Apelin and its Receptor: An Overview

Apelin protein is an endogenous ligand of Apelin Receptor (APJ). APJ is a member of G-protein coupled receptor family. Both apelin and its receptor express extensively in the human body. Apelin receptor activation occurs by its cognate peptide ligand, apelin and many physiological effects, including vasodilation, vasoconstriction, angiogenesis, fluid homeostasis, neuroendocrine response to stress and energy metabolism. Apelin derived from its precursor might yield a number of bioactive peptides. Apelin is synthesised as an immature single peptide (preproapelin) which consists of 77 amino acids.

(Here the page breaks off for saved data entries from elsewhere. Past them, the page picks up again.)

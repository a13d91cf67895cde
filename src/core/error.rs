//! 错误类型：生成失败分类与会话控制错误
//!
//! 与 RecoveryEngine 配合：根据 ErrorKind 决定 Retry / Suspend / Halt。

use std::fmt;
use std::time::Duration;

use serde::Serialize;
use thiserror::Error;

use crate::core::ProcessingState;

/// 一次生成调用失败的分类（由 Generator 给出，StepExecutor 据此决定是否重试）
#[derive(Debug, Clone, Copy, PartialEq, Eq, Hash, Serialize)]
#[serde(rename_all = "snake_case")]
pub enum ErrorKind {
    ApiKeyMissing,
    ApiKeyInvalid,
    QuotaExceeded,
    ApiCommunication,
    /// 用户暂停 / 停止导致的取消，不算失败
    Cancelled,
    Unknown,
}

impl fmt::Display for ErrorKind {
    fn fmt(&self, f: &mut fmt::Formatter<'_>) -> fmt::Result {
        match self {
            Self::ApiKeyMissing => write!(f, "API key missing"),
            Self::ApiKeyInvalid => write!(f, "API key invalid"),
            Self::QuotaExceeded => write!(f, "quota exceeded"),
            Self::ApiCommunication => write!(f, "API communication error"),
            Self::Cancelled => write!(f, "cancelled"),
            Self::Unknown => write!(f, "unknown AI error"),
        }
    }
}

/// 生成失败：分类 + 面向用户的说明 + 耗时（耗时总是上报）
#[derive(Error, Debug, Clone, PartialEq, Eq)]
#[error("{kind}: {message}")]
pub struct GenerationError {
    pub kind: ErrorKind,
    pub message: String,
    pub elapsed: Duration,
}

impl GenerationError {
    pub fn new(kind: ErrorKind, message: impl Into<String>, elapsed: Duration) -> Self {
        Self {
            kind,
            message: message.into(),
            elapsed,
        }
    }

    /// 用户取消（耗时记为 0，未发起或已丢弃调用）
    pub fn cancelled() -> Self {
        Self::new(ErrorKind::Cancelled, "用户取消操作", Duration::ZERO)
    }

    pub fn is_cancelled(&self) -> bool {
        self.kind == ErrorKind::Cancelled
    }
}

/// SessionController 拒绝的操作
#[derive(Error, Debug, Clone, PartialEq, Eq)]
pub enum ControlError {
    #[error("a discussion is already {0}")]
    NotIdle(ProcessingState),

    #[error("query is empty and no image was attached")]
    EmptyQuery,

    #[error("cannot pause while {0}")]
    NotProcessing(ProcessingState),

    #[error("cannot resume while {0}")]
    NotPaused(ProcessingState),
}
//! 生成后端抽象
//!
//! 所有后端（Gemini / OpenAI 兼容 / Mock）实现 Generator：一次完整 prompt → 一段文本，
//! 失败时返回分类好的 GenerationError；两种结果都带耗时。取消令牌在调用前与调用中都需要尊重。

use std::path::Path;
use std::time::Duration;

use async_trait::async_trait;
use base64::Engine;
use serde::Serialize;
use tokio_util::sync::CancellationToken;

use crate::core::GenerationError;

/// 随用户查询附带的图片（已 base64 编码）
#[derive(Debug, Clone, PartialEq, Eq, Serialize)]
pub struct ImagePart {
    pub mime_type: String,
    pub data: String,
}

impl ImagePart {
    pub fn new(mime_type: impl Into<String>, data: impl Into<String>) -> Self {
        Self {
            mime_type: mime_type.into(),
            data: data.into(),
        }
    }

    /// 由原始字节构造，负责 base64 编码
    pub fn from_bytes(mime_type: impl Into<String>, bytes: &[u8]) -> Self {
        Self::new(
            mime_type,
            base64::engine::general_purpose::STANDARD.encode(bytes),
        )
    }

    /// 按扩展名推断图片 MIME 类型；不认识的扩展名返回 None
    pub fn mime_type_for(path: &Path) -> Option<&'static str> {
        let ext = path.extension()?.to_str()?.to_ascii_lowercase();
        match ext.as_str() {
            "png" => Some("image/png"),
            "jpg" | "jpeg" => Some("image/jpeg"),
            "webp" => Some("image/webp"),
            "gif" => Some("image/gif"),
            "heic" => Some("image/heic"),
            "heif" => Some("image/heif"),
            _ => None,
        }
    }

    /// `data:<mime>;base64,<data>` 形式（OpenAI image_url 使用）
    pub fn data_url(&self) -> String {
        format!("data:{};base64,{}", self.mime_type, self.data)
    }
}

/// 一次生成请求
#[derive(Debug, Clone, Copy)]
pub struct GenerationRequest<'a> {
    /// 已拼好 persona 的完整 prompt
    pub prompt: &'a str,
    pub model: &'a str,
    pub image: Option<&'a ImagePart>,
    /// 思考预算（仅支持的后端使用）
    pub thinking_budget: Option<u32>,
}

/// 生成成功：文本（可能为空）与耗时
#[derive(Debug, Clone, PartialEq, Eq)]
pub struct Generation {
    pub text: String,
    pub elapsed: Duration,
}

#[async_trait]
pub trait Generator: Send + Sync {
    async fn generate(
        &self,
        request: GenerationRequest<'_>,
        cancel: &CancellationToken,
    ) -> Result<Generation, GenerationError>;

    /// 后端名（日志用）
    fn name(&self) -> &str {
        "generator"
    }
}
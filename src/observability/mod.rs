//! 可观测性

use tracing_subscriber::{fmt, prelude::*, EnvFilter};

/// 日志：默认 info，可通过 RUST_LOG 覆盖；日志写 stderr，不与事件输出混在一起
pub fn init() {
    let filter = EnvFilter::try_from_default_env().unwrap_or_else(|_| EnvFilter::new("info"));
    let _ = tracing_subscriber::registry()
        .with(filter)
        .with(fmt::layer().with_writer(std::io::stderr))
        .try_init();
}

In the endoplasmic reticulum, preproapelin is cleaved by endopeptidases to a 55 amino acid proapelin and subsequently, to various biologically active apelin-36, apelin-17 and apelin-13 isoforms. Post-translation, the apelin containing the pyroglutamate group at N-terminus of the peptide is modified to pyroglutamate apelin 13. In adipocytes, proprotein convertase subtilisin/kexin 3 directly cleaves the proapelin to apelin 13 and does not produce any longer isoforms. In contrast, Angiotensin Converting Enzyme 2- (ACE-2) cleaves at proline-phenylalanine site at C-terminus and renders apelin 13 and apelin 36 inactive. To date, ACE-2 is the only known enzyme for apelin degradation. The C-terminal region is responsible for receptor binding and subsequent activation. Prior research suggests the role of apelin and its receptor in pathogenesis of various conditions including preeclampsia, hypertension, cardiovascular diseases, diabetes mellitus, obesity and cancer. Despite its established importance and link to therapeutic target, the precise role of this apelin/APJ remain obscure. In this attempt, we summarised the structure, chemistry, biosynthesis, expression and gene regulation, distribution, receptor binding mechanism, biological functions and therapeutic applications along with the associated recent advances.